I’m evil. I must be to have such terrible mental images. They come from inside my head so it must be my fault. I’m dirty and wrong.
I’ve been an anxious person for as long as I can remember. I’d agonise about small, trivial things for a long, long time. I worried about being ‘bad’ and constantly sought reassurance that I wasn’t.
When I was 13 I became terrified that I was a pervert. Ten years later I still can’t write the actual word. I had sexual mental images that I found repulsive and terrifying. The shame I feel is still so strong that I’m having to fight to write this all out. My mind is screaming at me to stop, that everyone will hate me.
I hit rock bottom last year.
I became delusional and incredibly paranoid. I thought I was going to be sent to prison for my thoughts and was having multiple panic attacks a day. I wanted to die.
I had kept my mounting fear and shame bottled up for so long that my mind just snapped.
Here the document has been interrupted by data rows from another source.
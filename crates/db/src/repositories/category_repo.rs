//! Repository for the `categories` table.

use sqlx::PgPool;
use timekeep_core::types::DbId;

use crate::models::category::{CategoryRow, CreateCategory};

/// Column list for categories queries.
const COLUMNS: &str = "id, name, created_at, updated_at";

/// Provides CRUD operations for categories.
pub struct CategoryRepo;

impl CategoryRepo {
    /// Find categories by ID in one round trip. Unknown IDs are skipped.
    pub async fn find_by_ids(
        pool: &PgPool,
        ids: &[DbId],
    ) -> Result<Vec<CategoryRow>, sqlx::Error> {
        let query = format!("SELECT {COLUMNS} FROM categories WHERE id = ANY($1) ORDER BY id");
        sqlx::query_as::<_, CategoryRow>(&query)
            .bind(ids)
            .fetch_all(pool)
            .await
    }

    /// Create a new category, returning the created row.
    pub async fn create(
        pool: &PgPool,
        input: &CreateCategory,
    ) -> Result<CategoryRow, sqlx::Error> {
        let query = format!("INSERT INTO categories (name) VALUES ($1) RETURNING {COLUMNS}");
        sqlx::query_as::<_, CategoryRow>(&query)
            .bind(&input.name)
            .fetch_one(pool)
            .await
    }
}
I would say I’m not as bad these days. I still live with shame and fear on a daily basis but I no longer think I’m perverted. OCD took years of my life and left me with difficulties with physical intimacy. I still feel terrified of wanting these things and end up feeling disgusted with myself and my body for enjoying it.
So that is my story. I’ve never been this honest before. My OCD hates to be brought out into the light and is filling me with anxiety for writing this but I will not allow shame to rule my life anymore.